Then there seems to be a slightly greater sensitivity to problems. Outwardly,
I can power through a lot of problems -- financial trouble, management, work,
personal life stuff, whatever -- but inwardly, it kills me a little bit.

Annoyingly, other people's problems bother me a lot too, extending all the way
out to sociological issues. I think this is part of what created David Foster
Wallace's famous speech, "This is Water"
([https://www.youtube.com/watch?v=8CrOL-
ydFMI](https://www.youtube.com/watch?v=8CrOL-ydFMI)) -- he eventually
committed suicide. But this can also be a strength, it's what drives me to try
to make a difference.

Anyway, the real trouble begins when I'm in a biological downswing _and_
things in life start getting really hard. In a single year, I lost most of my
friends over a disagreement, my parents both had serious issues (and I was
their counselor for much of it), my business was struggling, and the effort I
had put into training for search and rescue all Summer got wasted when the
vehicle I was driving died on the way up to the final exam. It was just a lot
of stuff all at once, so when the mood problems hit, I barely functioned at
all for about a month.

The only common theme that I think I've found so far among people who struggle
with depression is a feeling that nobody cares about them, or that they're
undervalued in some really big way. Struggling with depression is challenging;
struggling with it _alone_ is extremely difficult.

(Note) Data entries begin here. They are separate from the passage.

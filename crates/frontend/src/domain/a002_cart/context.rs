use contracts::domain::a001_product::{Product, ProductId};
use contracts::domain::a002_cart::{CartState, CartStore, PendingAdds};
use gloo_timers::future::TimeoutFuture;
use leptos::prelude::*;
use leptos::task::spawn_local;

/// Handle корзины для компонентов.
///
/// `CartStore` владеет состоянием; подписка на store зеркалирует каждое
/// изменение в сигнал `state`, и всё отображение читает только его.
/// Handle копируемый и передаётся компонентам через props.
#[derive(Clone, Copy)]
pub struct CartContext {
    store: StoredValue<CartStore>,
    state: ReadSignal<CartState>,
    pending: RwSignal<PendingAdds>,
}

impl CartContext {
    pub fn new() -> Self {
        let (state, set_state) = signal(CartState::new());
        let mut store = CartStore::new();
        store.subscribe(move |next| set_state.set(next.clone()));

        Self {
            store: StoredValue::new(store),
            state,
            pending: RwSignal::new(PendingAdds::new()),
        }
    }

    pub fn state(&self) -> ReadSignal<CartState> {
        self.state
    }

    pub fn add(&self, product: &Product) {
        log::debug!("cart: add {}", product.id);
        self.store.update_value(|store| store.add(product));
    }

    pub fn remove(&self, id: ProductId) {
        log::debug!("cart: remove {}", id);
        self.store.update_value(|store| store.remove(id));
    }

    pub fn set_quantity(&self, id: ProductId, quantity: i64) {
        log::debug!("cart: set quantity {} -> {}", id, quantity);
        self.store.update_value(|store| store.set_quantity(id, quantity));
    }

    pub fn clear(&self) {
        log::debug!("cart: clear");
        self.store.update_value(|store| store.clear());
    }

    pub fn total_price(&self) -> f64 {
        self.state.with(|s| s.total_price())
    }

    pub fn total_items(&self) -> u64 {
        self.state.with(|s| s.total_items())
    }

    pub fn is_adding(&self, id: ProductId) -> bool {
        self.pending.with(|p| p.is_pending(id))
    }

    /// Добавление с визуальным подтверждением: флаг "в процессе" держится
    /// `delay_ms`, затем товар попадает в корзину. Повторный вызов для того же
    /// товара, пока флаг стоит, игнорируется.
    pub fn add_with_ack(&self, product: Product, delay_ms: u32) {
        let id = product.id;
        let started = self
            .pending
            .try_update(|p| p.begin(id))
            .unwrap_or(false);
        if !started {
            log::debug!("cart: add {} already in flight, ignored", id);
            return;
        }

        let cart = *self;
        spawn_local(async move {
            if delay_ms > 0 {
                TimeoutFuture::new(delay_ms).await;
            }
            cart.add(&product);
            cart.pending.update(|p| p.finish(id));
        });
    }
}

impl Default for CartContext {
    fn default() -> Self {
        Self::new()
    }
}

On the other hand, because of the social stigma it currently carries, few
people want to make a big deal of depression when they're struggling with it.

So, if you think you know someone who's having trouble with it, it can
sometimes help them a lot to just initiate contact and suggest spending just a
little bit of time doing something they enjoy: a card game, going out for a
bit, watching TV, whatever. It doesn't have to get heavy. It'll help them to
know that somebody cares.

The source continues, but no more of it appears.